### Supplied entries
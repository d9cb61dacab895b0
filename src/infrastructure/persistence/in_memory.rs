use std::collections::HashMap;

use async_trait::async_trait;
use tokio::sync::RwLock;
use uuid::Uuid;

use crate::domain::entities::{School, SchoolId};
use crate::domain::repositories::{SchoolQuery, SchoolRepository};
use crate::infrastructure::persistence::documents::SchoolDocument;
use crate::shared::errors::{AppError, AppResult};

/// [`SchoolRepository`] backed by a map of raw JSON documents.
///
/// Stores the same document shape the real store persists and rehydrates
/// through the same mapper, so tests exercising this repository cover the
/// full encode/decode path and not just an object copy.
#[derive(Default)]
pub struct InMemorySchoolRepository {
    documents: RwLock<HashMap<String, serde_json::Value>>,
}

impl InMemorySchoolRepository {
    pub fn new() -> Self {
        Self::default()
    }

    fn decode(value: &serde_json::Value) -> AppResult<School> {
        let document: SchoolDocument = serde_json::from_value(value.clone())?;
        School::try_from(document)
    }
}

#[async_trait]
impl SchoolRepository for InMemorySchoolRepository {
    async fn create(&self, mut school: School) -> AppResult<School> {
        let id = Uuid::new_v4().simple().to_string();
        school.assign_id(SchoolId::from(id.clone()));

        let value = serde_json::to_value(SchoolDocument::from(&school))?;
        let mut documents = self.documents.write().await;
        documents.insert(id, value.clone());

        Self::decode(&value)
    }

    async fn find_all(&self) -> AppResult<Vec<School>> {
        let documents = self.documents.read().await;
        documents.values().map(Self::decode).collect()
    }

    async fn find_one(&self, query: SchoolQuery) -> AppResult<Option<School>> {
        let documents = self.documents.read().await;
        match query {
            SchoolQuery::ById(id) => documents
                .get(id.as_str())
                .map(Self::decode)
                .transpose(),
            SchoolQuery::ByAcronym(acronym) => {
                for value in documents.values() {
                    let school = Self::decode(value)?;
                    if school.acronym() == acronym {
                        return Ok(Some(school));
                    }
                }
                Ok(None)
            }
        }
    }

    async fn update(&self, school: School) -> AppResult<School> {
        let id = school
            .id()
            .ok_or_else(|| AppError::storage("school has no persisted identity"))?
            .as_str()
            .to_string();

        let value = serde_json::to_value(SchoolDocument::from(&school))?;
        let mut documents = self.documents.write().await;
        if !documents.contains_key(&id) {
            // The zero-documents-modified case of the store contract.
            return Err(AppError::storage("no documents were modified"));
        }
        documents.insert(id, value.clone());

        Self::decode(&value)
    }
}

#[cfg(test)]
mod tests {
    use super::*;
    use crate::domain::value_objects::{GeographicalLocation, NonEmptyString};
    use crate::domain::Canteen;

    fn school(acronym: &str) -> School {
        let canteen = Canteen::new(
            GeographicalLocation::create(40.0, -8.0).unwrap(),
            NonEmptyString::create("Central").unwrap(),
        );
        School::create(
            NonEmptyString::create(acronym).unwrap(),
            vec![canteen],
            NonEmptyString::create("Instituto Superior de Engenharia do Porto").unwrap(),
        )
        .unwrap()
    }

    #[tokio::test]
    async fn test_create_assigns_an_identity() {
        let repository = InMemorySchoolRepository::new();
        let created = repository.create(school("ISEP")).await.unwrap();
        assert!(created.id().is_some());
    }

    #[tokio::test]
    async fn test_find_one_by_id_and_by_acronym() {
        let repository = InMemorySchoolRepository::new();
        let created = repository.create(school("ISEP")).await.unwrap();
        let id = created.id().unwrap().clone();

        let by_id = repository
            .find_one(SchoolQuery::ById(id))
            .await
            .unwrap()
            .expect("school stored under its id");
        assert_eq!(by_id.acronym(), "ISEP");

        let by_acronym = repository
            .find_one(SchoolQuery::ByAcronym("ISEP".to_string()))
            .await
            .unwrap();
        assert!(by_acronym.is_some());

        let missing = repository
            .find_one(SchoolQuery::ByAcronym("FEUP".to_string()))
            .await
            .unwrap();
        assert!(missing.is_none());
    }

    #[tokio::test]
    async fn test_find_all_returns_every_stored_school() {
        let repository = InMemorySchoolRepository::new();
        repository.create(school("ISEP")).await.unwrap();
        repository.create(school("ESEIG")).await.unwrap();

        let all = repository.find_all().await.unwrap();
        assert_eq!(all.len(), 2);
    }

    #[tokio::test]
    async fn test_update_replaces_the_stored_aggregate() {
        let repository = InMemorySchoolRepository::new();
        let mut created = repository.create(school("ISEP")).await.unwrap();

        let extra = Canteen::new(
            GeographicalLocation::create(40.1, -8.1).unwrap(),
            NonEmptyString::create("Asa Sul").unwrap(),
        );
        created.add_canteen(extra).unwrap();

        let updated = repository.update(created).await.unwrap();
        assert_eq!(updated.canteens().len(), 2);

        let reloaded = repository
            .find_one(SchoolQuery::ByAcronym("ISEP".to_string()))
            .await
            .unwrap()
            .unwrap();
        assert_eq!(reloaded.canteens().len(), 2);
    }

    #[tokio::test]
    async fn test_update_without_identity_is_a_storage_error() {
        let repository = InMemorySchoolRepository::new();
        let err = repository.update(school("ISEP")).await.unwrap_err();
        assert!(matches!(err, AppError::StorageError(_)));
    }

    #[tokio::test]
    async fn test_update_of_an_unknown_identity_modifies_nothing() {
        let repository = InMemorySchoolRepository::new();
        let mut phantom = school("ISEP");
        phantom.assign_id(SchoolId::from("missing"));

        let err = repository.update(phantom).await.unwrap_err();
        assert_eq!(err, AppError::storage("no documents were modified"));
    }
}
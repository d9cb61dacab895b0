use std::fmt;
use std::str::FromStr;

use serde::Serialize;

use crate::shared::errors::AppError;

/// Service a menu is offered at.
#[derive(Debug, Clone, Copy, PartialEq, Eq, Serialize)]
#[serde(rename_all = "lowercase")]
pub enum MenuType {
    Lunch,
    Dinner,
}

impl MenuType {
    pub fn label(&self) -> &'static str {
        match self {
            MenuType::Lunch => "lunch",
            MenuType::Dinner => "dinner",
        }
    }
}

impl fmt::Display for MenuType {
    fn fmt(&self, f: &mut fmt::Formatter<'_>) -> fmt::Result {
        write!(f, "{}", self.label())
    }
}

impl FromStr for MenuType {
    type Err = AppError;

    fn from_str(s: &str) -> Result<Self, Self::Err> {
        match s {
            "lunch" => Ok(MenuType::Lunch),
            "dinner" => Ok(MenuType::Dinner),
            other => Err(AppError::validation(format!(
                "'{}' is not a valid menu type",
                other
            ))),
        }
    }
}

#[cfg(test)]
mod tests {
    use super::*;

    #[test]
    fn test_known_labels_parse() {
        assert_eq!("lunch".parse::<MenuType>().unwrap(), MenuType::Lunch);
        assert_eq!("dinner".parse::<MenuType>().unwrap(), MenuType::Dinner);
    }

    #[test]
    fn test_unknown_label_fails_naming_the_input() {
        let err = "brunch".parse::<MenuType>().unwrap_err();
        assert!(err.to_string().contains("brunch"));
    }

    #[test]
    fn test_display_uses_the_wire_labels() {
        assert_eq!(MenuType::Lunch.to_string(), "lunch");
        assert_eq!(MenuType::Dinner.to_string(), "dinner");
    }
}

### The task
Word for word, restate the whole of the material above.

### Exercise response
repository d9cb61dacab895b0
filename src/infrastructure/persistence/in_memory.rs
use std::collections::HashMap;

use async_trait::async_trait;
use tokio::sync::RwLock;
use uuid::Uuid;

use crate::domain::entities::{School, SchoolId};
use crate::domain::repositories::{SchoolQuery, SchoolRepository};
use crate::infrastructure::persistence::documents::SchoolDocument;
use crate::shared::errors::{AppError, AppResult};

/// [`SchoolRepository`] backed by a map of raw JSON documents.
///
/// Stores the same document shape the real store persists and rehydrates
/// through the same mapper, so tests exercising this repository cover the
/// full encode/decode path and not just an object copy.
#[derive(Default)]
pub struct InMemorySchoolRepository {
    documents: RwLock<HashMap<String, serde_json::Value>>,
}

impl InMemorySchoolRepository {
    pub fn new() -> Self {
        Self::default()
    }

    fn decode(value: &serde_json::Value) -> AppResult<School> {
        let document: SchoolDocument = serde_json::from_value(value.clone())?;
        School::try_from(document)
    }
}

#[async_trait]
impl SchoolRepository for InMemorySchoolRepository {
    async fn create(&self, mut school: School) -> AppResult<School> {
        let id = Uuid::new_v4().simple().to_string();
        school.assign_id(SchoolId::from(id.clone()));

        let value = serde_json::to_value(SchoolDocument::from(&school))?;
        let mut documents = self.documents.write().await;
        documents.insert(id, value.clone());

        Self::decode(&value)
    }

    async fn find_all(&self) -> AppResult<Vec<School>> {
        let documents = self.documents.read().await;
        documents.values().map(Self::decode).collect()
    }

    async fn find_one(&self, query: SchoolQuery) -> AppResult<Option<School>> {
        let documents = self.documents.read().await;
        match query {
            SchoolQuery::ById(id) => documents
                .get(id.as_str())
                .map(Self::decode)
                .transpose(),
            SchoolQuery::ByAcronym(acronym) => {
                for value in documents.values() {
                    let school = Self::decode(value)?;
                    if school.acronym() == acronym {
                        return Ok(Some(school));
                    }
                }
                Ok(None)
            }
        }
    }

    async fn update(&self, school: School) -> AppResult<School> {
        let id = school
            .id()
            .ok_or_else(|| AppError::storage("school has no persisted identity"))?
            .as_str()
            .to_string();

        let value = serde_json::to_value(SchoolDocument::from(&school))?;
        let mut documents = self.documents.write().await;
        if !documents.contains_key(&id) {
            // The zero-documents-modified case of the store contract.
            return Err(AppError::storage("no documents were modified"));
        }
        documents.insert(id, value.clone());

        Self::decode(&value)
    }
}

#[cfg(test)]
mod tests {
    use super::*;
    use crate::domain::value_objects::{GeographicalLocation, NonEmptyString};
    use crate::domain::Canteen;

    fn school(acronym: &str) -> School {
        let canteen = Canteen::new(
            GeographicalLocation::create(40.0, -8.0).unwrap(),
            NonEmptyString::create("Central").unwrap(),
        );
        School::create(
            NonEmptyString::create(acronym).unwrap(),
            vec![canteen],
            NonEmptyString::create("Instituto Superior de Engenharia do Porto").unwrap(),
        )
        .unwrap()
    }

    #[tokio::test]
    async fn test_create_assigns_an_identity() {
        let repository = InMemorySchoolRepository::new();
        let created = repository.create(school("ISEP")).await.unwrap();
        assert!(created.id().is_some());
    }

    #[tokio::test]
    async fn test_find_one_by_id_and_by_acronym() {
        let repository = InMemorySchoolRepository::new();
        let created = repository.create(school("ISEP")).await.unwrap();
        let id = created.id().unwrap().clone();

        let by_id = repository
            .find_one(SchoolQuery::ById(id))
            .await
            .unwrap()
            .expect("school stored under its id");
        assert_eq!(by_id.acronym(), "ISEP");

        let by_acronym = repository
            .find_one(SchoolQuery::ByAcronym("ISEP".to_string()))
            .await
            .unwrap();
        assert!(by_acronym.is_some());

        let missing = repository
            .find_one(SchoolQuery::ByAcronym("FEUP".to_string()))
            .await
            .unwrap();
        assert!(missing.is_none());
    }

    #[tokio::test]
    async fn test_find_all_returns_every_stored_school() {
        let repository = InMemorySchoolRepository::new();
        repository.create(school("ISEP")).await.unwrap();
        repository.create(school("ESEIG")).await.unwrap();

        let all = repository.find_all().await.unwrap();
        assert_eq!(all.len(), 2);
    }

    #[tokio::test]
    async fn test_update_replaces_the_stored_aggregate() {
        let repository = InMemorySchoolRepository::new();
        let mut created = repository.create(school("ISEP")).await.unwrap();

        let extra = Canteen::new(
            GeographicalLocation::create(40.1, -8.1).unwrap(),
            NonEmptyString::create("Asa Sul").unwrap(),
        );
        created.add_canteen(extra).unwrap();

        let updated = repository.update(created).await.unwrap();
        assert_eq!(updated.canteens().len(), 2);

        let reloaded = repository
            .find_one(SchoolQuery::ByAcronym("ISEP".to_string()))
            .await
            .unwrap()
            .unwrap();
        assert_eq!(reloaded.canteens().len(), 2);
    }

    #[tokio::test]
    async fn test_update_without_identity_is_a_storage_error() {
        let repository = InMemorySchoolRepository::new();
        let err = repository.update(school("ISEP")).await.unwrap_err();
        assert!(matches!(err, AppError::StorageError(_)));
    }

    #[tokio::test]
    async fn test_update_of_an_unknown_identity_modifies_nothing() {
        let repository = InMemorySchoolRepository::new();
        let mut phantom = school("ISEP");
        phantom.assign_id(SchoolId::from("missing"));

        let err = repository.update(phantom).await.unwrap_err();
        assert_eq!(err, AppError::storage("no documents were modified"));
    }
}
repository d9cb61dacab895b0
use std::fmt;
use std::str::FromStr;

use serde::Serialize;

use crate::shared::errors::AppError;

/// Service a menu is offered at.
#[derive(Debug, Clone, Copy, PartialEq, Eq, Serialize)]
#[serde(rename_all = "lowercase")]
pub enum MenuType {
    Lunch,
    Dinner,
}

impl MenuType {
    pub fn label(&self) -> &'static str {
        match self {
            MenuType::Lunch => "lunch",
            MenuType::Dinner => "dinner",
        }
    }
}

impl fmt::Display for MenuType {
    fn fmt(&self, f: &mut fmt::Formatter<'_>) -> fmt::Result {
        write!(f, "{}", self.label())
    }
}

impl FromStr for MenuType {
    type Err = AppError;

    fn from_str(s: &str) -> Result<Self, Self::Err> {
        match s {
            "lunch" => Ok(MenuType::Lunch),
            "dinner" => Ok(MenuType::Dinner),
            other => Err(AppError::validation(format!(
                "'{}' is not a valid menu type",
                other
            ))),
        }
    }
}

#[cfg(test)]
mod tests {
    use super::*;

    #[test]
    fn test_known_labels_parse() {
        assert_eq!("lunch".parse::<MenuType>().unwrap(), MenuType::Lunch);
        assert_eq!("dinner".parse::<MenuType>().unwrap(), MenuType::Dinner);
    }

    #[test]
    fn test_unknown_label_fails_naming_the_input() {
        let err = "brunch".parse::<MenuType>().unwrap_err();
        assert!(err.to_string().contains("brunch"));
    }

    #[test]
    fn test_display_uses_the_wire_labels() {
        assert_eq!(MenuType::Lunch.to_string(), "lunch");
        assert_eq!(MenuType::Dinner.to_string(), "dinner");
    }
}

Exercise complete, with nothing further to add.